Which lines of the entries below contain the string "EncodingKey"? Copy each one.

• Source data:

━━━━━━━━━━━━━━━━━━━━

//! HTTP server implementation
//!
//! hyper http1 with TokioIo; one task per connection.

use bytes::Bytes;
use hyper::body::Incoming;
use hyper::header::{
    HeaderValue, ACCESS_CONTROL_ALLOW_HEADERS, ACCESS_CONTROL_ALLOW_METHODS,
    ACCESS_CONTROL_ALLOW_ORIGIN,
};
use hyper::server::conn::http1;
use hyper::service::service_fn;
use hyper::{Method, Request, Response, StatusCode};
use hyper_util::rt::TokioIo;
use std::convert::Infallible;
use std::future::Future;
use std::net::SocketAddr;
use std::sync::Arc;
use tokio::net::TcpListener;
use tracing::{debug, error, info, warn};

use crate::auth::SessionValidator;
use crate::board::Board;
use crate::config::Args;
use crate::routes::{self, FullBody};
use crate::types::{BoardError, Result};

/// Shared application state
pub struct AppState {
    pub args: Args,
    pub board: Board,
    pub sessions: SessionValidator,
    /// Name of the document store backend, reported by /health
    pub backend: &'static str,
}

impl AppState {
    pub fn new(
        args: Args,
        board: Board,
        sessions: SessionValidator,
        backend: &'static str,
    ) -> Self {
        Self {
            args,
            board,
            sessions,
            backend,
        }
    }
}

/// Bind the configured address and serve until `shutdown` resolves
pub async fn run(state: Arc<AppState>, shutdown: impl Future<Output = ()>) -> Result<()> {
    let listener = TcpListener::bind(state.args.listen).await?;
    info!("Campus Board listening on {}", state.args.listen);

    if state.args.dev_mode {
        warn!("Development mode enabled - in-memory fallbacks and default secret allowed");
    }

    serve(listener, state, shutdown).await
}

/// Accept connections on an already bound listener
pub async fn serve(
    listener: TcpListener,
    state: Arc<AppState>,
    shutdown: impl Future<Output = ()>,
) -> Result<()> {
    tokio::pin!(shutdown);

    loop {
        tokio::select! {
            accepted = listener.accept() => match accepted {
                Ok((stream, addr)) => {
                    let state = Arc::clone(&state);
                    tokio::spawn(async move {
                        let io = TokioIo::new(stream);

                        let service = service_fn(move |req| {
                            let state = Arc::clone(&state);
                            async move { handle_request(state, addr, req).await }
                        });

                        if let Err(err) = http1::Builder::new()
                            .serve_connection(io, service)
                            .await
                        {
                            debug!("Error serving connection from {}: {:?}", addr, err);
                        }
                    });
                }
                Err(e) => {
                    error!("Error accepting connection: {:?}", e);
                }
            },
            _ = &mut shutdown => {
                info!("Shutdown requested, no longer accepting connections");
                break;
            }
        }
    }

    Ok(())
}

/// Route incoming HTTP requests
async fn handle_request(
    state: Arc<AppState>,
    addr: SocketAddr,
    req: Request<Incoming>,
) -> std::result::Result<Response<FullBody>, Infallible> {
    let method = req.method().clone();
    let path = req.uri().path().to_string();

    debug!("[{}] {} {}", addr, method, path);

    let segments: Vec<&str> = path.split('/').filter(|s| !s.is_empty()).collect();

    let result = match (&method, segments.as_slice()) {
        // Health and reference data
        (&Method::GET, ["health"]) | (&Method::GET, ["healthz"]) => {
            Ok(routes::health_check(&state))
        }
        (&Method::GET, ["categories"]) => Ok(routes::handle_categories()),

        // CORS preflight
        (&Method::OPTIONS, _) => Ok(preflight_response()),

        // Principal
        (&Method::POST, ["auth", "register"]) => routes::handle_register(req, state).await,
        (&Method::GET, ["me"]) => routes::handle_me(req, state).await,

        // Posts and comments
        (&Method::GET, ["posts"]) => routes::handle_list_posts(req, state).await,
        (&Method::POST, ["posts"]) => routes::handle_create_post(req, state).await,
        (&Method::GET, ["posts", id]) => routes::handle_get_post(req, state, id).await,
        (&Method::PATCH, ["posts", id]) => routes::handle_update_post(req, state, id).await,
        (&Method::DELETE, ["posts", id]) => routes::handle_delete_post(req, state, id).await,
        (&Method::GET, ["posts", id, "comments"]) => {
            routes::handle_list_comments(req, state, id).await
        }
        (&Method::POST, ["posts", id, "comments"]) => {
            routes::handle_add_comment(req, state, id).await
        }

        // Subscriptions and notifications
        (&Method::GET, ["subscriptions"]) => routes::handle_list_subscriptions(req, state).await,
        (&Method::POST, ["subscriptions"]) => routes::handle_subscribe(req, state).await,
        (&Method::GET, ["notifications"]) => routes::handle_list_notifications(req, state).await,
        (&Method::POST, ["notifications", id, "read"]) => {
            routes::handle_mark_read(req, state, id).await
        }

        // Search
        (&Method::GET, ["search"]) => routes::handle_search(req, state).await,

        // Admin directory
        (&Method::GET, ["admin", "principals"]) => {
            routes::handle_list_principals(req, state).await
        }
        (&Method::PUT, ["admin", "principals", id, "disabled"]) => {
            routes::handle_set_disabled(req, state, id).await
        }

        // Images
        (&Method::POST, ["images"]) => routes::handle_upload(req, state).await,

        _ => Err(BoardError::NotFound(format!("No route for {} {}", method, path))),
    };

    let response = match result {
        Ok(response) => response,
        Err(err) => {
            if err.status_code().is_server_error() {
                error!("{} {} failed: {}", method, path, err);
            } else {
                debug!("{} {} rejected: {}", method, path, err);
            }
            routes::error_response(&err)
        }
    };

    Ok(response)
}

/// CORS preflight response
fn preflight_response() -> Response<FullBody> {
    let mut response = Response::new(FullBody::new(Bytes::new()));
    *response.status_mut() = StatusCode::NO_CONTENT;
    let headers = response.headers_mut();
    headers.insert(ACCESS_CONTROL_ALLOW_ORIGIN, HeaderValue::from_static("*"));
    headers.insert(ACCESS_CONTROL_ALLOW_HEADERS, HeaderValue::from_static("*"));
    headers.insert(
        ACCESS_CONTROL_ALLOW_METHODS,
        HeaderValue::from_static("GET, POST, PUT, PATCH, DELETE, OPTIONS"),
    );
    response
}
//! Campus Board - role-gated community board
//!
//! Principals post into a fixed set of categories, comment, subscribe to
//! categories and get notified about new posts in them. Posts are mirrored
//! into a full-text index for search. Administrators can disable accounts.
//!
//! ## Components
//!
//! - **Identity gate**: session changes resolved to an active principal and role
//! - **Content store**: posts and comments, atomic cascading delete
//! - **Notifications**: category subscriptions and best-effort fan-out
//! - **Search sync**: best-effort index writes, fail-soft queries
//! - **Directory**: live principal listing and the disabled flag
//!
//! Everything persistent goes through the [`store::DocumentStore`] boundary,
//! backed by MongoDB in production and an in-process store in dev mode.

pub mod auth;
pub mod board;
pub mod config;
pub mod content;
pub mod directory;
pub mod identity;
pub mod media;
pub mod model;
pub mod notify;
pub mod routes;
pub mod search;
pub mod server;
pub mod store;
pub mod types;

pub use board::Board;
pub use config::Args;
pub use server::{run, AppState};
pub use types::{BoardError, Result};
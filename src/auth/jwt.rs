//! Session token validation
//!
//! The identity provider signs session tokens with HS256 using a secret
//! shared with this service. The board only verifies them; `issue` exists for
//! dev tooling and tests.

use jsonwebtoken::{decode, encode, DecodingKey, EncodingKey, Header, Validation};
use serde::{Deserialize, Serialize};
use std::time::{SystemTime, UNIX_EPOCH};

use crate::config::MIN_JWT_SECRET_LEN;
use crate::identity::Session;
use crate::types::BoardError;

/// Payload stored in a session token
#[derive(Debug, Clone, Serialize, Deserialize)]
pub struct Claims {
    /// Identity provider uid
    pub sub: String,
    pub email: String,
    /// Issued at (Unix timestamp)
    pub iat: u64,
    /// Expiration time (Unix timestamp)
    pub exp: u64,
}

/// Verifies (and for dev tooling, issues) session tokens
#[derive(Clone)]
pub struct SessionValidator {
    secret: String,
    expiry_seconds: u64,
}

impl SessionValidator {
    /// Returns an error if the secret is too short
    pub fn new(secret: String, expiry_seconds: u64) -> Result<Self, BoardError> {
        if secret.len() < MIN_JWT_SECRET_LEN {
            return Err(BoardError::Config(format!(
                "JWT_SECRET must be at least {} characters",
                MIN_JWT_SECRET_LEN
            )));
        }

        Ok(Self {
            secret,
            expiry_seconds,
        })
    }

    /// Sign a token for the given session
    pub fn issue(&self, session: &Session) -> Result<String, BoardError> {
        let now = SystemTime::now()
            .duration_since(UNIX_EPOCH)
            .map_err(|e| BoardError::Auth(format!("System time error: {}", e)))?
            .as_secs();

        let claims = Claims {
            sub: session.uid.clone(),
            email: session.email.clone(),
            iat: now,
            exp: now + self.expiry_seconds,
        };

        encode(
            &Header::default(),
            &claims,
            &EncodingKey::from_secret(self.secret.as_bytes()),
        )
        .map_err(|e| BoardError::Auth(format!("Failed to generate token: {}", e)))
    }

    /// Verify a token and return the session it carries
    pub fn verify(&self, token: &str) -> Result<Session, BoardError> {
        let data = decode::<Claims>(
            token,
            &DecodingKey::from_secret(self.secret.as_bytes()),
            &Validation::default(),
        )
        .map_err(|err| {
            use jsonwebtoken::errors::ErrorKind;
            let message = match err.kind() {
                ErrorKind::ExpiredSignature => "Token expired",
                ErrorKind::InvalidToken => "Invalid token",
                ErrorKind::InvalidSignature => "Invalid signature",
                _ => "Token validation failed",
            };
            BoardError::Unauthorized(message.to_string())
        })?;

        Ok(Session {
            uid: data.claims.sub,
            email: data.claims.email,
        })
    }
}

/// Extract token from Authorization header.
/// Supports "Bearer <token>" format and raw tokens.
pub fn extract_token_from_header(auth_header: Option<&str>) -> Option<&str> {
    let header = auth_header?;

    if let Some(token) = header.strip_prefix("Bearer ") {
        let token = token.trim();
        if !token.is_empty() {
            return Some(token);
        }
    }

    if !header.contains(' ') {
        let token = header.trim();
        if !token.is_empty() {
            return Some(token);
        }
    }

    None
}

#[cfg(test)]
mod tests {
    use super::*;

    const SECRET: &str = "test-secret-that-is-at-least-32-chars-long";

    fn session() -> Session {
        Session {
            uid: "uid-1".into(),
            email: "a@x.com".into(),
        }
    }

    #[test]
    fn test_issue_and_verify() {
        let validator = SessionValidator::new(SECRET.into(), 3600).unwrap();
        let token = validator.issue(&session()).unwrap();
        assert_eq!(validator.verify(&token).unwrap(), session());
    }

    #[test]
    fn test_wrong_secret_rejected() {
        let issuer = SessionValidator::new(SECRET.into(), 3600).unwrap();
        let other =
            SessionValidator::new("another-secret-that-is-also-32-chars-long".into(), 3600)
                .unwrap();
        let token = issuer.issue(&session()).unwrap();
        assert!(matches!(
            other.verify(&token),
            Err(BoardError::Unauthorized(_))
        ));
    }

    #[test]
    fn test_short_secret_rejected() {
        assert!(SessionValidator::new("short".into(), 3600).is_err());
    }

    #[test]
    fn test_extract_token() {
        assert_eq!(extract_token_from_header(Some("Bearer abc")), Some("abc"));
        assert_eq!(extract_token_from_header(Some("abc")), Some("abc"));
        assert_eq!(extract_token_from_header(Some("Bearer ")), None);
        assert_eq!(extract_token_from_header(Some("Basic a b")), None);
        assert_eq!(extract_token_from_header(None), None);
    }
}
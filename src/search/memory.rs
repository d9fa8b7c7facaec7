//! In-process search index
//!
//! Scores each document by how many query terms it contains, weighting title
//! hits double. Ties keep indexing order.

use async_trait::async_trait;
use std::sync::atomic::{AtomicBool, Ordering};
use tokio::sync::RwLock;

use super::{SearchDocument, SearchIndex};
use crate::types::{BoardError, Result};

#[derive(Default)]
pub struct MemorySearchIndex {
    docs: RwLock<Vec<SearchDocument>>,
    failing: AtomicBool,
}

impl MemorySearchIndex {
    pub fn new() -> Self {
        Self::default()
    }

    /// Make every request fail until reset
    pub fn set_failing(&self, failing: bool) {
        self.failing.store(failing, Ordering::SeqCst);
    }

    pub async fn len(&self) -> usize {
        self.docs.read().await.len()
    }

    pub async fn is_empty(&self) -> bool {
        self.docs.read().await.is_empty()
    }

    fn check(&self) -> Result<()> {
        if self.failing.load(Ordering::SeqCst) {
            return Err(BoardError::Search("Search index unavailable".into()));
        }
        Ok(())
    }
}

fn terms(text: &str) -> Vec<String> {
    text.split(|c: char| !c.is_alphanumeric())
        .filter(|t| !t.is_empty())
        .map(str::to_lowercase)
        .collect()
}

fn score(doc: &SearchDocument, query: &[String]) -> usize {
    let title = terms(&doc.title);
    let rest: Vec<String> = terms(&doc.description)
        .into_iter()
        .chain(terms(&doc.category))
        .collect();

    query
        .iter()
        .map(|q| {
            let mut s = 0;
            if title.contains(q) {
                s += 2;
            }
            if rest.contains(q) {
                s += 1;
            }
            s
        })
        .sum()
}

#[async_trait]
impl SearchIndex for MemorySearchIndex {
    async fn index_post(&self, doc: &SearchDocument) -> Result<()> {
        self.check()?;
        let mut docs = self.docs.write().await;
        match docs.iter_mut().find(|d| d.id == doc.id) {
            Some(existing) => *existing = doc.clone(),
            None => docs.push(doc.clone()),
        }
        Ok(())
    }

    async fn search(&self, query: &str) -> Result<Vec<SearchDocument>> {
        self.check()?;
        let query = terms(query);
        let docs = self.docs.read().await;

        let mut ranked: Vec<(usize, &SearchDocument)> = docs
            .iter()
            .map(|d| (score(d, &query), d))
            .filter(|(s, _)| *s > 0)
            .collect();
        ranked.sort_by(|a, b| b.0.cmp(&a.0));

        Ok(ranked.into_iter().map(|(_, d)| d.clone()).collect())
    }
}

━━━━━━━━━━━━━━━━━━━━

• Answer box:
use jsonwebtoken::{decode, encode, DecodingKey, EncodingKey, Header, Validation};
            &EncodingKey::from_secret(self.secret.as_bytes()),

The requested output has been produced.